▶ _What needs to be done_: Could you copy every line of the data that contains "header"?

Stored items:
● ● ● ● ●

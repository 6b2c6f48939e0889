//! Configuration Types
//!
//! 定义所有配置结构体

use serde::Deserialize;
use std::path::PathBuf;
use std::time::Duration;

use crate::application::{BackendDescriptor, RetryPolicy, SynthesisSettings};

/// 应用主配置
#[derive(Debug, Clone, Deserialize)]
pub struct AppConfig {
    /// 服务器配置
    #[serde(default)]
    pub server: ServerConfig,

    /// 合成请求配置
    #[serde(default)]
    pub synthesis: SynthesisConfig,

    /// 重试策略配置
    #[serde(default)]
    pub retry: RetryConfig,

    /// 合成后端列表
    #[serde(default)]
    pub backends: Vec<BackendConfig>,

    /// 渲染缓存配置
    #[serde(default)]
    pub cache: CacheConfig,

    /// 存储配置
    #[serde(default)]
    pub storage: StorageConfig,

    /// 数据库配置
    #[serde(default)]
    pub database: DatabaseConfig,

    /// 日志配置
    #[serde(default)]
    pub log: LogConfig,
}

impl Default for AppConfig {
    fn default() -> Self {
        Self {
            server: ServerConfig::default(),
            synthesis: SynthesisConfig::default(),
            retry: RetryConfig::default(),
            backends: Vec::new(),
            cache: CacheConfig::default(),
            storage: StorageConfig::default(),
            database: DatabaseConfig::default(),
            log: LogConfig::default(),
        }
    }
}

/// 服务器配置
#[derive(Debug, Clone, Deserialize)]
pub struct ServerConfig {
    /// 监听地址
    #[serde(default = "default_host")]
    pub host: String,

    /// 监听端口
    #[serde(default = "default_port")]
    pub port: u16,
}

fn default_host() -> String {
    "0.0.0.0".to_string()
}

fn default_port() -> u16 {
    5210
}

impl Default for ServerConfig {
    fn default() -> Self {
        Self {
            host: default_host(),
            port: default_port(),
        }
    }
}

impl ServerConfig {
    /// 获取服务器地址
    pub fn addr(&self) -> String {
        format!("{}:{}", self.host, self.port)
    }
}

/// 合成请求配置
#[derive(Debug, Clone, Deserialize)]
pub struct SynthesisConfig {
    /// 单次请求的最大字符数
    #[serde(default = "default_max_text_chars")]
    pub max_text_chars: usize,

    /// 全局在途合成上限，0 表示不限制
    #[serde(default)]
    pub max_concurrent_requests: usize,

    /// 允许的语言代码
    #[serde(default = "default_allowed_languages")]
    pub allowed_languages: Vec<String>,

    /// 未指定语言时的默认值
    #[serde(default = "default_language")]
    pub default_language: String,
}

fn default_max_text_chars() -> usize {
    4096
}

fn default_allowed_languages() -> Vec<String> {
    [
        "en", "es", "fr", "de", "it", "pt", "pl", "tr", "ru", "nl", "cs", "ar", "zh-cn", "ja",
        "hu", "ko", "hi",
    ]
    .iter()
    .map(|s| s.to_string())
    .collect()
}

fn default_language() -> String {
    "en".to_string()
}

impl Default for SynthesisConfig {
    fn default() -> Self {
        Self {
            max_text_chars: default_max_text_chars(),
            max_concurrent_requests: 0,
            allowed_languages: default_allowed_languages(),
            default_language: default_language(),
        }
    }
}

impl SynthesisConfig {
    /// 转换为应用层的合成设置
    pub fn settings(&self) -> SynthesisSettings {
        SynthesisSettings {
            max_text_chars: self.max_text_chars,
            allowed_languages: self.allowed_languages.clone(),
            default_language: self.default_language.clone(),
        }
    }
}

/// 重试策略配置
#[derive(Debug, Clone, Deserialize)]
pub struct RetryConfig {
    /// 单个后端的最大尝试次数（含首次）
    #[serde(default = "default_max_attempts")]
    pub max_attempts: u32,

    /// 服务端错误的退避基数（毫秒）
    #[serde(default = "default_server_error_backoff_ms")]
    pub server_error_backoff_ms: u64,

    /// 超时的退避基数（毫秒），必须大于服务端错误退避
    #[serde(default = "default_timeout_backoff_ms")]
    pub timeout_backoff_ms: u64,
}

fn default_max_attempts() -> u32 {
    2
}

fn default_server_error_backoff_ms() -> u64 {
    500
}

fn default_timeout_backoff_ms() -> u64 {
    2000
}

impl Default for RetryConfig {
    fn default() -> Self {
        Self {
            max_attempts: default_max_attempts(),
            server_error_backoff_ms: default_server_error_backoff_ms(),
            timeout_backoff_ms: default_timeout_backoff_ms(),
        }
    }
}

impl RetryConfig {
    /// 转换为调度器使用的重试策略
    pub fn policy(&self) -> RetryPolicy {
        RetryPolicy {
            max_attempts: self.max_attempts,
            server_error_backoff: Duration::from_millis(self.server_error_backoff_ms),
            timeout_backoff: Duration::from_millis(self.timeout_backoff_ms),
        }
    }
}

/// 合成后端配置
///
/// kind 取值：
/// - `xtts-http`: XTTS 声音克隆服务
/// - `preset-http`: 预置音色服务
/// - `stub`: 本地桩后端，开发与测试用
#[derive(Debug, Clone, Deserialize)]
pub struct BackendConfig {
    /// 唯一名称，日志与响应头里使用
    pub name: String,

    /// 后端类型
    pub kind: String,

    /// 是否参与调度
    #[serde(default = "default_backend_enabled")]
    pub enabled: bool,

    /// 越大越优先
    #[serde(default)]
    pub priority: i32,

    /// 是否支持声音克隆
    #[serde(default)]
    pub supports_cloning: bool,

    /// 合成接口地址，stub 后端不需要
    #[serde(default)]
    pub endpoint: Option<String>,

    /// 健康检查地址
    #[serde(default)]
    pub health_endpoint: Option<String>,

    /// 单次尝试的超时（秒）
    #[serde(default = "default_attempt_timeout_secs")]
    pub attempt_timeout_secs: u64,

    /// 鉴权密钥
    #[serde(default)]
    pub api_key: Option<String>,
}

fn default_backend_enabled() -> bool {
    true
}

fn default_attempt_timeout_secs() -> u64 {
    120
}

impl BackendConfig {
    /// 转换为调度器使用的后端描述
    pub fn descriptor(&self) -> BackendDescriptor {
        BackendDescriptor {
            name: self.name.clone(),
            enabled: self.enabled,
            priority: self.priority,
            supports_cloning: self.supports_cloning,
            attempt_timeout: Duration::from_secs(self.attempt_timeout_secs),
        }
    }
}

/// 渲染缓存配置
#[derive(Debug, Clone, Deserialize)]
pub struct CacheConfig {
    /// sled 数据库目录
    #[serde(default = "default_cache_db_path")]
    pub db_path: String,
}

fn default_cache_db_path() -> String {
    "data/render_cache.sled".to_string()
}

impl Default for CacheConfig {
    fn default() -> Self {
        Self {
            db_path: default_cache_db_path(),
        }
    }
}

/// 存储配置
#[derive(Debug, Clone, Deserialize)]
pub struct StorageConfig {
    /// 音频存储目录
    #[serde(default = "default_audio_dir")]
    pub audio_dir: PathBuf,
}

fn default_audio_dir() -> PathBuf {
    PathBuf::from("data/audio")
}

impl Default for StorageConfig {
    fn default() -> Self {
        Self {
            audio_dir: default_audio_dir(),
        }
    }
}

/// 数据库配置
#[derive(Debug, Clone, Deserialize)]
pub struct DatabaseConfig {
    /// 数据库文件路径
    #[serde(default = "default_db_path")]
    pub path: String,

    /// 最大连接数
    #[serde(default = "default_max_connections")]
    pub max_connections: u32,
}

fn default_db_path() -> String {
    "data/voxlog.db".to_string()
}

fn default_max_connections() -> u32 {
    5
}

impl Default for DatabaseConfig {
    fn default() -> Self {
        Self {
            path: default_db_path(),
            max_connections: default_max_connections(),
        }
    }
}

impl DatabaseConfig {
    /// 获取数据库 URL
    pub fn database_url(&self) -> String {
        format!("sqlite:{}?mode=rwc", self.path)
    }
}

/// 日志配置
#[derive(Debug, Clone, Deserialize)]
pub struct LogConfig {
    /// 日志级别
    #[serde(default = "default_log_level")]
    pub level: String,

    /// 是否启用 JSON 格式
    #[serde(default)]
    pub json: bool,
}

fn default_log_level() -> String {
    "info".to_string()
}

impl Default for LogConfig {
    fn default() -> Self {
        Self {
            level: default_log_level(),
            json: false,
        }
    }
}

● ● ● ● ●

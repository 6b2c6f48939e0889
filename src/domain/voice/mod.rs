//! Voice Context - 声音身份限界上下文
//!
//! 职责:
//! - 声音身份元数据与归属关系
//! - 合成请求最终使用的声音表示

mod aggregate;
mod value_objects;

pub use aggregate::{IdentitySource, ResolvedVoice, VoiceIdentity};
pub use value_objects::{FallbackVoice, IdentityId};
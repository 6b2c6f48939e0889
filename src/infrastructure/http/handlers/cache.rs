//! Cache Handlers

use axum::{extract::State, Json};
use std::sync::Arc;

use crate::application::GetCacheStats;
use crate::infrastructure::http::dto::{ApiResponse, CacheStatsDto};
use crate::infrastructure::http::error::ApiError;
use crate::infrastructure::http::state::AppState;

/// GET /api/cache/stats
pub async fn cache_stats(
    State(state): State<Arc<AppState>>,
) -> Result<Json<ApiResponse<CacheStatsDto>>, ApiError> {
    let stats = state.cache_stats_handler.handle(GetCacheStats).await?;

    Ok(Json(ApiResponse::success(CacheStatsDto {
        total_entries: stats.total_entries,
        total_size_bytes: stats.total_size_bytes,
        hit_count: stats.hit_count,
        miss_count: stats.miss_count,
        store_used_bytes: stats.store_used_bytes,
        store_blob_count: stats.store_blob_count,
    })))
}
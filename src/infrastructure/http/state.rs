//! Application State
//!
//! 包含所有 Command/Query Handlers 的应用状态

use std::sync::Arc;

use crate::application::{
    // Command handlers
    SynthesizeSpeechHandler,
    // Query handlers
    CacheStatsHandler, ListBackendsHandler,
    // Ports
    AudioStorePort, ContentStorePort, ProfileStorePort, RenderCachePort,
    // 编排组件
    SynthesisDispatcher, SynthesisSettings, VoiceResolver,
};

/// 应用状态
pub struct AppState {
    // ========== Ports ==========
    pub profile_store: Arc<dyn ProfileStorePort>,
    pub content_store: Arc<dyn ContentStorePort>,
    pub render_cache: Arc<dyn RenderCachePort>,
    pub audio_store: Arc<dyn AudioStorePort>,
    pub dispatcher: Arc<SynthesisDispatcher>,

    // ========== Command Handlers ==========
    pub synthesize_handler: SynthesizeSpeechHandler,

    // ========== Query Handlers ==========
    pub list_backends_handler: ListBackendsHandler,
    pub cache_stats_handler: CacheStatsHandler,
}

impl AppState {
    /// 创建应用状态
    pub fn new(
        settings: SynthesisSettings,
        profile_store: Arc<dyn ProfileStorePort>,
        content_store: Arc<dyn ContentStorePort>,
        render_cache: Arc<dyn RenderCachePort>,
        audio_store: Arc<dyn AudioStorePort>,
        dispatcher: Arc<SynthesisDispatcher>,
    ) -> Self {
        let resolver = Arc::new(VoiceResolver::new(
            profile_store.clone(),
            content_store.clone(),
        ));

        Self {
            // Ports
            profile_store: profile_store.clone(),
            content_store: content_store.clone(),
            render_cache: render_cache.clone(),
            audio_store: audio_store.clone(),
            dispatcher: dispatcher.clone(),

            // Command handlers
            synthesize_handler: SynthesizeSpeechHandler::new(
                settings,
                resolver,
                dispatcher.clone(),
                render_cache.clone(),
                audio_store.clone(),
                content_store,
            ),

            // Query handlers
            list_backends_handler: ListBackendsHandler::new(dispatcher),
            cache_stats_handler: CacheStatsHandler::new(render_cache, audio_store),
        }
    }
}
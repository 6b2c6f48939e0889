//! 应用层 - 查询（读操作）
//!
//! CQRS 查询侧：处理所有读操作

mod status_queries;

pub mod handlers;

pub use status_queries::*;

● ● ● ● ●

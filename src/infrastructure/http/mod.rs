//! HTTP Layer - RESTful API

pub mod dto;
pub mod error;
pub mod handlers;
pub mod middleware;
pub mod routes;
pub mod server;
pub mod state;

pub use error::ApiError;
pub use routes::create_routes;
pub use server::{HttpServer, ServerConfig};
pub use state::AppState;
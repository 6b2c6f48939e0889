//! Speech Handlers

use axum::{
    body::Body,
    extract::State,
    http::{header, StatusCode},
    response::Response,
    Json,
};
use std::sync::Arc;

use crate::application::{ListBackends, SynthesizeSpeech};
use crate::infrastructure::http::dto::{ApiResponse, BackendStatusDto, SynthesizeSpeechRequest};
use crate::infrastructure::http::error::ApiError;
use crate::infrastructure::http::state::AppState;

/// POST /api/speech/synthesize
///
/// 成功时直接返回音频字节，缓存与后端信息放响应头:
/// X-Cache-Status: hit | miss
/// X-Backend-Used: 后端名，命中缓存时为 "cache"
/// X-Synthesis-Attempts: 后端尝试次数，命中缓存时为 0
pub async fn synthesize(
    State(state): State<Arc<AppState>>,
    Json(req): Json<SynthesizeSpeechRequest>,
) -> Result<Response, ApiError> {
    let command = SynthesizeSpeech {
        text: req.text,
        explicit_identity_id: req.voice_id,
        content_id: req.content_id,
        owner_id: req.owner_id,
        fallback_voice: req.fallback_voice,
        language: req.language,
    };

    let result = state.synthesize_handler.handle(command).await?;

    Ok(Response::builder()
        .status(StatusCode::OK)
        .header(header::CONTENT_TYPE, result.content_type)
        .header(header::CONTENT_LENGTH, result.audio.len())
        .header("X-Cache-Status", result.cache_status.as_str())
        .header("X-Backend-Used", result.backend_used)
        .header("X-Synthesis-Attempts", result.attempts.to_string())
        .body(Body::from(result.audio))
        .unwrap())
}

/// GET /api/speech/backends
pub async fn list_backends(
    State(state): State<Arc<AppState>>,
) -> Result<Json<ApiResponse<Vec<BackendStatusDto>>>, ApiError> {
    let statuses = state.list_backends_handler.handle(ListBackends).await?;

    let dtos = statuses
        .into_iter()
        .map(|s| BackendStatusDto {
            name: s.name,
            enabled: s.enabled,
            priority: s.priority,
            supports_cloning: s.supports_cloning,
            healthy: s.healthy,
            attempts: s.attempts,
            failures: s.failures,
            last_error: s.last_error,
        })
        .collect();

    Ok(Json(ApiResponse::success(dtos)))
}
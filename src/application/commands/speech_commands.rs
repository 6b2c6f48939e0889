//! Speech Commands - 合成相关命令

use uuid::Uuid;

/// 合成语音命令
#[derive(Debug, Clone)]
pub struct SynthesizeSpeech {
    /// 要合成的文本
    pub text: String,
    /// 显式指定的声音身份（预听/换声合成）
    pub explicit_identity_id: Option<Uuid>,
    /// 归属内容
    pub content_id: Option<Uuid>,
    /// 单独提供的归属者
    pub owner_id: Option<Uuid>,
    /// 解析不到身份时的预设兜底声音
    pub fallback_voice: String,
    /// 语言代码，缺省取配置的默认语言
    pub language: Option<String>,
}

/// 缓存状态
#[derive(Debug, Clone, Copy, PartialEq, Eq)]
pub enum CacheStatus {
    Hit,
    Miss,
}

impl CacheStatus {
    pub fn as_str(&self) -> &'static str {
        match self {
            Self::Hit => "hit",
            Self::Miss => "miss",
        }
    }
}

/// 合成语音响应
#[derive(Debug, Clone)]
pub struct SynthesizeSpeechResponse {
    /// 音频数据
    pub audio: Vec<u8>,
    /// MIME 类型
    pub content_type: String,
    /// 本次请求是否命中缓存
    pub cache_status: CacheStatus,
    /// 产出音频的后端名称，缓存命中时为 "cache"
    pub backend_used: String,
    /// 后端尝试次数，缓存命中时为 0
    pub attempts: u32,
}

● ● ● ● ●

▶ _Result for this task_:
    http::{header, StatusCode},
        .header(header::CONTENT_TYPE, result.content_type)
        .header(header::CONTENT_LENGTH, result.audio.len())
        .header("X-Cache-Status", result.cache_status.as_str())
        .header("X-Backend-Used", result.backend_used)
        .header("X-Synthesis-Attempts", result.attempts.to_string())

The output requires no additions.